DESCRIPTION (provided by applicant): HIV infection causes significant morbidity and mortality worldwide. Highly active antiretroviral therapy has dramatically reduced the risk of AIDS, opportunistic illnesses and mortality directly related to immune suppression. However, with the increased longevity of HIV infected persons, it is now evident that they are at increased risk of developing a variety of non-AIDS conditions including cardiovascular, renal, endocrine and neurologic diseases. A growing body of evidence implicates chronic inflammation and immune activation in the development of these non-AIDS conditions. We have shown that inflammasome activation as measured by interleukin-18 (IL-18) production occurs during both HIV and other chronic viral infections. Plasma from infected subjects as well as purified virus preparations stimulate monocytes to produce IL-18. We hypothesize that such viruses induce chronic low-level immune activation by sustaining abnormal inflammasome activity in monocyte lineage cells.
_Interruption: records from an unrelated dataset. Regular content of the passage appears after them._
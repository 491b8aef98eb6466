//! On-demand cross-chain message status lookup
//!
//! A single GET against the configured status endpoint per request; no
//! background polling. Unrecognized status strings are reported verbatim
//! as unknown, never mapped to a success or failure they don't state.

use serde::{Deserialize, Serialize};
use yieldcoin_core::{Error, MessageId, Result, RpcError};

/// Lifecycle of a cross-chain message, as the status service reports it
#[derive(Debug, Clone, PartialEq, Eq, Serialize)]
#[serde(tag = "state", content = "detail", rename_all = "snake_case")]
pub enum MessageStatus {
    /// Source transaction seen, waiting for finality
    Pending,
    /// Committed, en route to the destination
    InFlight,
    /// Executed on the destination chain
    Delivered,
    Failed,
    /// Service answered with something this client does not recognize
    Unknown(String),
}

impl MessageStatus {
    /// Map a service status string. Matching is case-insensitive; anything
    /// unrecognized is kept verbatim.
    pub fn from_service(raw: &str) -> Self {
        match raw.to_ascii_lowercase().as_str() {
            "pending" | "waiting_for_finality" | "source_finalized" => Self::Pending,
            "in_flight" | "inflight" | "committed" | "blessed" => Self::InFlight,
            "delivered" | "success" | "executed" => Self::Delivered,
            "failed" | "execution_failed" | "reverted" => Self::Failed,
            _ => Self::Unknown(raw.to_string()),
        }
    }
}

#[derive(Debug, Deserialize)]
struct StatusResponse {
    status: String,
}

pub struct StatusClient {
    base_url: String,
    http: reqwest::Client,
}

impl StatusClient {
    pub fn new(base_url: String) -> Self {
        Self {
            base_url,
            http: reqwest::Client::new(),
        }
    }

    pub async fn message_status(
        &self,
        message_id: MessageId,
        source_selector: u64,
    ) -> Result<MessageStatus> {
        let url = format!(
            "{}/message/{message_id}?sourceChainSelector={source_selector}",
            self.base_url.trim_end_matches('/'),
        );
        tracing::debug!(%message_id, source_selector, "querying message status");
        let response = self.http.get(&url).send().await.map_err(|e| {
            Error::Rpc(RpcError::Unreachable {
                url: url.clone(),
                message: e.to_string(),
            })
        })?;
        let parsed: StatusResponse = response
            .json()
            .await
            .map_err(|e| Error::Rpc(RpcError::ParseError(e.to_string())))?;
        Ok(MessageStatus::from_service(&parsed.status))
    }
}

#[cfg(test)]
mod tests {
    use super::*;

    #[test]
    fn test_known_states_map() {
        assert_eq!(MessageStatus::from_service("SUCCESS"), MessageStatus::Delivered);
        assert_eq!(MessageStatus::from_service("committed"), MessageStatus::InFlight);
        assert_eq!(MessageStatus::from_service("waiting_for_finality"), MessageStatus::Pending);
        assert_eq!(MessageStatus::from_service("FAILED"), MessageStatus::Failed);
    }

    #[test]
    fn test_unknown_state_kept_verbatim_never_success() {
        let status = MessageStatus::from_service("CURSED");
        assert_eq!(status, MessageStatus::Unknown("CURSED".to_string()));
        assert_ne!(status, MessageStatus::Delivered);
    }
}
This proposal addresses the mechanism by which RNA viruses capable of establishing chronic infections stimulate the inflammasome complex in monocytes regardless of whether they directly infect these cells. We will (1) determine whether Toll-like receptors, which have been previously shown to activate inflammasomes during bacterial infection, also recognize and activate inflammasomes during viral infections. (2) We will examine how the extracellular cytokine environment alters inflammasome activity and; (3) study the role of virus uptake by endocytosis in inflammasome activation. This work will enhance our understanding of immune activation caused by these important viruses. A clear understanding of this process will have implications for managing and treating both the primary viral infection and the co-morbid medical conditions, which are often exacerbated by prolonged immune activation.